*** Opening of Given data ***

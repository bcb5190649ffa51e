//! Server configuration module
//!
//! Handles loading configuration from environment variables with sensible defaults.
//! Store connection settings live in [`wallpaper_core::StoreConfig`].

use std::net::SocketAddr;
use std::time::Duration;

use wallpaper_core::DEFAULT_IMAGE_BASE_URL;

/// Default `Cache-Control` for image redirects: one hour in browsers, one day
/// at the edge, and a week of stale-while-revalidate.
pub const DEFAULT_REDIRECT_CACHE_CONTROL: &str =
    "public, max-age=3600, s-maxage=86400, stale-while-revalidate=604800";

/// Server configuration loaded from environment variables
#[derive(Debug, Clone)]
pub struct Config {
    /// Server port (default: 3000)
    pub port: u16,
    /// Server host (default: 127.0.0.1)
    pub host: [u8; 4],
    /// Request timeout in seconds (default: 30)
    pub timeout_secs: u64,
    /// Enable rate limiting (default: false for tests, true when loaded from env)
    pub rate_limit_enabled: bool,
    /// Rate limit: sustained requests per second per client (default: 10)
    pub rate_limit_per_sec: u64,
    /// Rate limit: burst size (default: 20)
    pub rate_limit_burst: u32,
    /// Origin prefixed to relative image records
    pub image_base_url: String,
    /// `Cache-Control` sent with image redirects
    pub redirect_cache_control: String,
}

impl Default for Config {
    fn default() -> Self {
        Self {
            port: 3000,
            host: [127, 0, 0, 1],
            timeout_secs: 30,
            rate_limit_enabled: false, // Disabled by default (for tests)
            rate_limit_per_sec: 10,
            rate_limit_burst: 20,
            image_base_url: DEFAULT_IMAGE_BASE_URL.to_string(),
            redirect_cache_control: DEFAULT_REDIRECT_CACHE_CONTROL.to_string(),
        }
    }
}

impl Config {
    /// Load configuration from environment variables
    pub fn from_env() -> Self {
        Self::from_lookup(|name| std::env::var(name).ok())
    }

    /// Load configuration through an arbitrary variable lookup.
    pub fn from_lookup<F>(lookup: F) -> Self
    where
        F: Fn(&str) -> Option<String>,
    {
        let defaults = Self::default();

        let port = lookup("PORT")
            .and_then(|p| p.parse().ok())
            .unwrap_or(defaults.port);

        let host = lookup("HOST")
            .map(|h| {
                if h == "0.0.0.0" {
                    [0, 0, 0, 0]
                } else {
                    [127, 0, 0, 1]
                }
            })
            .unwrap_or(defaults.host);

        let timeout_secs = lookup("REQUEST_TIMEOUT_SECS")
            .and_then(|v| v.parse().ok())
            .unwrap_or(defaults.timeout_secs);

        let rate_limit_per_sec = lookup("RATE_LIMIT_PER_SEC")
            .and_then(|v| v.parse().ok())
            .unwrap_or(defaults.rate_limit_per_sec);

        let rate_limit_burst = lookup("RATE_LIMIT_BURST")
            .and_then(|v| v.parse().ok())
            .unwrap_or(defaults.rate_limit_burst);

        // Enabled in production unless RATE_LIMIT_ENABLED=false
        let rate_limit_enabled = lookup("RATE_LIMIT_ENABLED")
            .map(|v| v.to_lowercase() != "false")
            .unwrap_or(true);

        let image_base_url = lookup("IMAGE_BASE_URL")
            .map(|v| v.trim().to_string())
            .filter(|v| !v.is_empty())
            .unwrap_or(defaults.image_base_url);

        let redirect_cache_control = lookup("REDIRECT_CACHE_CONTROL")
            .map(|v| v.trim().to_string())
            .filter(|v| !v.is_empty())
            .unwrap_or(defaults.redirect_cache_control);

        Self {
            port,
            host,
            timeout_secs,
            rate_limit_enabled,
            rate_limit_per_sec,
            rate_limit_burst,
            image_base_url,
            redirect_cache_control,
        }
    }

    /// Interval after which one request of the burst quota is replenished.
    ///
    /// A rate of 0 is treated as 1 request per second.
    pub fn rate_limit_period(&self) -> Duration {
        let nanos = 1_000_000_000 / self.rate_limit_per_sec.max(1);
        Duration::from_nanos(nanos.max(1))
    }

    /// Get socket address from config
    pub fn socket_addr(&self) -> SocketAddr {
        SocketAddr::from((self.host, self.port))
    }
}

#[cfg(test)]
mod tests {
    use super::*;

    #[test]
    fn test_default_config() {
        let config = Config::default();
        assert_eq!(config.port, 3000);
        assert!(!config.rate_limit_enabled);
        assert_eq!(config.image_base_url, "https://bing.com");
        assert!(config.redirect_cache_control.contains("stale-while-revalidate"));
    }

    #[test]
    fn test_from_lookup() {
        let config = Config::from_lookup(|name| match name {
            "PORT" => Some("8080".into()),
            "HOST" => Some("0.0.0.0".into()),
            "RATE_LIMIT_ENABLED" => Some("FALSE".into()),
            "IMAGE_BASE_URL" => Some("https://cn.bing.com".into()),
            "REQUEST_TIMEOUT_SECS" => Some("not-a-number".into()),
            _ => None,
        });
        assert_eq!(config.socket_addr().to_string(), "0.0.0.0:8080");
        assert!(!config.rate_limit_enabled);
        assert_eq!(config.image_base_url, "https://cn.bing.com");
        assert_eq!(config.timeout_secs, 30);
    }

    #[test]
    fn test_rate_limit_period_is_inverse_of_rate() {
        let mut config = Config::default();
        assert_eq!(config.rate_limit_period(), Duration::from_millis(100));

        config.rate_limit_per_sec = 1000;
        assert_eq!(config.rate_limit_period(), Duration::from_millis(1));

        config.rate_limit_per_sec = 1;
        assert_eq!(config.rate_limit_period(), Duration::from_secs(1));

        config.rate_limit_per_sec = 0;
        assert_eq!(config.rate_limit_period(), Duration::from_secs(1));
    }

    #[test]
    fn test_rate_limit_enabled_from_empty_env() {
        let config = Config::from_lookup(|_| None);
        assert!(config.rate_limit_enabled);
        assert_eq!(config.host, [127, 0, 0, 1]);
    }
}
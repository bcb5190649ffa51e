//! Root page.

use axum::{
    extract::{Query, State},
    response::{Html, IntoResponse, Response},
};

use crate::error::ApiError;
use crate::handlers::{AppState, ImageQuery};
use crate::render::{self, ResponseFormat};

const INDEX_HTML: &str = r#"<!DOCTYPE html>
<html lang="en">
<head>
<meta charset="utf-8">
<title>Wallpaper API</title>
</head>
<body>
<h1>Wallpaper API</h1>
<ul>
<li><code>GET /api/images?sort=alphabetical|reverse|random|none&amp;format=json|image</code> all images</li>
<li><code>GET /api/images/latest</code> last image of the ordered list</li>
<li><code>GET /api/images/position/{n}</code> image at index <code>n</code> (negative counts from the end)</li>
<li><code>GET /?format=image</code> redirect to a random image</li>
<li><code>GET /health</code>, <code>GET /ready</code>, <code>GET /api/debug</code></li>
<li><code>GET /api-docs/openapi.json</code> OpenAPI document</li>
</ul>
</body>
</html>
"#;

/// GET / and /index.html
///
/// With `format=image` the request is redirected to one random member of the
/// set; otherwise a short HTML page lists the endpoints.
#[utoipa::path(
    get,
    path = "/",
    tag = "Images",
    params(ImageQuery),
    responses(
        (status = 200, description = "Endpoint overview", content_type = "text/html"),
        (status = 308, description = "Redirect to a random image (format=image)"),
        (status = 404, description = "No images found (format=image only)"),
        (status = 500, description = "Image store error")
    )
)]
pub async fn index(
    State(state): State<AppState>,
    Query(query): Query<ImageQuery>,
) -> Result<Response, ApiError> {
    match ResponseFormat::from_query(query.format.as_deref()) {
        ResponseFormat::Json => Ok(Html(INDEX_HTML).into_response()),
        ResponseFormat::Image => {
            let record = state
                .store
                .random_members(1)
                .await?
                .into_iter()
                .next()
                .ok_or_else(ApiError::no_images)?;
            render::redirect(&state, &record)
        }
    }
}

*** Close of Given data ***

What the task requires – Only the lines above from the line with "pub fn from_env()" to the line with "let nanos = 1_000_000_000", those two lines included, should be reproduced exactly.

Answer –
    pub fn from_env() -> Self {
        Self::from_lookup(|name| std::env::var(name).ok())
    }

    /// Load configuration through an arbitrary variable lookup.
    pub fn from_lookup<F>(lookup: F) -> Self
    where
        F: Fn(&str) -> Option<String>,
    {
        let defaults = Self::default();

        let port = lookup("PORT")
            .and_then(|p| p.parse().ok())
            .unwrap_or(defaults.port);

        let host = lookup("HOST")
            .map(|h| {
                if h == "0.0.0.0" {
                    [0, 0, 0, 0]
                } else {
                    [127, 0, 0, 1]
                }
            })
            .unwrap_or(defaults.host);

        let timeout_secs = lookup("REQUEST_TIMEOUT_SECS")
            .and_then(|v| v.parse().ok())
            .unwrap_or(defaults.timeout_secs);

        let rate_limit_per_sec = lookup("RATE_LIMIT_PER_SEC")
            .and_then(|v| v.parse().ok())
            .unwrap_or(defaults.rate_limit_per_sec);

        let rate_limit_burst = lookup("RATE_LIMIT_BURST")
            .and_then(|v| v.parse().ok())
            .unwrap_or(defaults.rate_limit_burst);

        // Enabled in production unless RATE_LIMIT_ENABLED=false
        let rate_limit_enabled = lookup("RATE_LIMIT_ENABLED")
            .map(|v| v.to_lowercase() != "false")
            .unwrap_or(true);

        let image_base_url = lookup("IMAGE_BASE_URL")
            .map(|v| v.trim().to_string())
            .filter(|v| !v.is_empty())
            .unwrap_or(defaults.image_base_url);

        let redirect_cache_control = lookup("REDIRECT_CACHE_CONTROL")
            .map(|v| v.trim().to_string())
            .filter(|v| !v.is_empty())
            .unwrap_or(defaults.redirect_cache_control);

        Self {
            port,
            host,
            timeout_secs,
            rate_limit_enabled,
            rate_limit_per_sec,
            rate_limit_burst,
            image_base_url,
            redirect_cache_control,
        }
    }

    /// Interval after which one request of the burst quota is replenished.
    ///
    /// A rate of 0 is treated as 1 request per second.
    pub fn rate_limit_period(&self) -> Duration {
        let nanos = 1_000_000_000 / self.rate_limit_per_sec.max(1);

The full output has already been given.